SOURCE DATA:
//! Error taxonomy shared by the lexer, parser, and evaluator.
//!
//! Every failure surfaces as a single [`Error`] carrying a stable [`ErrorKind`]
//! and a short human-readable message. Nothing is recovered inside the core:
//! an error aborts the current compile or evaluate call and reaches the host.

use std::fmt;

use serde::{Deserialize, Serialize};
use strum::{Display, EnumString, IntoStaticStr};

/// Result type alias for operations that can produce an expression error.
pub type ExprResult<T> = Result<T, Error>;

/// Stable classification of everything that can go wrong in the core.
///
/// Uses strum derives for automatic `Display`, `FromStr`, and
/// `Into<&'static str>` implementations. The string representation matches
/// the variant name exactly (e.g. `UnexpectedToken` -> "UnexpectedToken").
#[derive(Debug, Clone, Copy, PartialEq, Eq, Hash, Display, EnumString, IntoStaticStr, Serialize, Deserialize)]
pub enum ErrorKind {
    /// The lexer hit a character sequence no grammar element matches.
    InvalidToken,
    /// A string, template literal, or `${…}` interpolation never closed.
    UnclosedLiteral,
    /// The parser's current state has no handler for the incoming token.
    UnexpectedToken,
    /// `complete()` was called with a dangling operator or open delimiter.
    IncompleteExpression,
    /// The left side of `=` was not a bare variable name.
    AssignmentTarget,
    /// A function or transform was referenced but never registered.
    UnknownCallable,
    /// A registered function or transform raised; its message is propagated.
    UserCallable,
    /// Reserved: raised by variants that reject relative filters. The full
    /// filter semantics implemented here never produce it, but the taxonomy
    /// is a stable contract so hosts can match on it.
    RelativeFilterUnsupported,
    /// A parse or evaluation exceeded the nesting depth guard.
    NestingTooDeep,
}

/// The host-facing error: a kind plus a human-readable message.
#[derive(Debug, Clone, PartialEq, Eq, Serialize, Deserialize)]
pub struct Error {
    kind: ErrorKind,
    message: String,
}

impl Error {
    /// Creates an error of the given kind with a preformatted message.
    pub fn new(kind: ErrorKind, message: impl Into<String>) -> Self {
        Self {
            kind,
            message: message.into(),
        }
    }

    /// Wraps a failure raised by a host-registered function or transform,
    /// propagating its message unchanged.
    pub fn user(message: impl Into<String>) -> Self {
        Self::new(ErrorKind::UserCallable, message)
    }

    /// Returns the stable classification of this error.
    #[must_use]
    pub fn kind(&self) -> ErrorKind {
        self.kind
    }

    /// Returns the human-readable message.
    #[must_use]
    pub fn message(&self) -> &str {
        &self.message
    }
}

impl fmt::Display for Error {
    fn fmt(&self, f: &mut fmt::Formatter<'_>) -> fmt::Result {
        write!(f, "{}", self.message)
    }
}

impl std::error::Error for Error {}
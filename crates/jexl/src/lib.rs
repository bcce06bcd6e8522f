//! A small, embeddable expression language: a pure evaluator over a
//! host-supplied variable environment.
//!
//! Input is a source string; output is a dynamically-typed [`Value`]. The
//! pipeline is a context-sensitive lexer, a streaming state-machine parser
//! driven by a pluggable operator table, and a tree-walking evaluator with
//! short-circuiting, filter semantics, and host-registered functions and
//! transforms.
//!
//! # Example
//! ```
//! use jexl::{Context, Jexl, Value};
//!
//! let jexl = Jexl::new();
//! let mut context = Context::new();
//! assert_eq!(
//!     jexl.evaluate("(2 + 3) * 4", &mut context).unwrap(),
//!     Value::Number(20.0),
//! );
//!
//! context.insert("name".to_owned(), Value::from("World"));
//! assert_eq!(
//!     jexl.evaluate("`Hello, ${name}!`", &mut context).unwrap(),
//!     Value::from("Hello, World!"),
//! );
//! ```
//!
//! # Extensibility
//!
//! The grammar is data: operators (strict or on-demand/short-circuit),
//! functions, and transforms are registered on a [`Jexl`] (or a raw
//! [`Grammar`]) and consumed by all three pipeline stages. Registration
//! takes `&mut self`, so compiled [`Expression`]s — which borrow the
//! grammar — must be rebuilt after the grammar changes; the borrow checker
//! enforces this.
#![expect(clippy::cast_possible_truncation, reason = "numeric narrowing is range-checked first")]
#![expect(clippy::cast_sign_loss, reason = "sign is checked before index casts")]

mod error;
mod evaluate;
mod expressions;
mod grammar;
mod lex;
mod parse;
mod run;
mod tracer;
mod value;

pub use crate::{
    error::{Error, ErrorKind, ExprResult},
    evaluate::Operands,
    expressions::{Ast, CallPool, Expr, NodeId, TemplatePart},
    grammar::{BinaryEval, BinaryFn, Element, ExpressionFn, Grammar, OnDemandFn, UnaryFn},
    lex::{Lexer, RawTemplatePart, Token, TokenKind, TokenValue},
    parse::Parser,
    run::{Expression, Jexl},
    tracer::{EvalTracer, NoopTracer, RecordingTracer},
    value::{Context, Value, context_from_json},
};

WORK REQUEST:
Go through the entries and copy every line with "this".

WRITTEN REPLY:
    /// Returns the stable classification of this error.
//! enforces this.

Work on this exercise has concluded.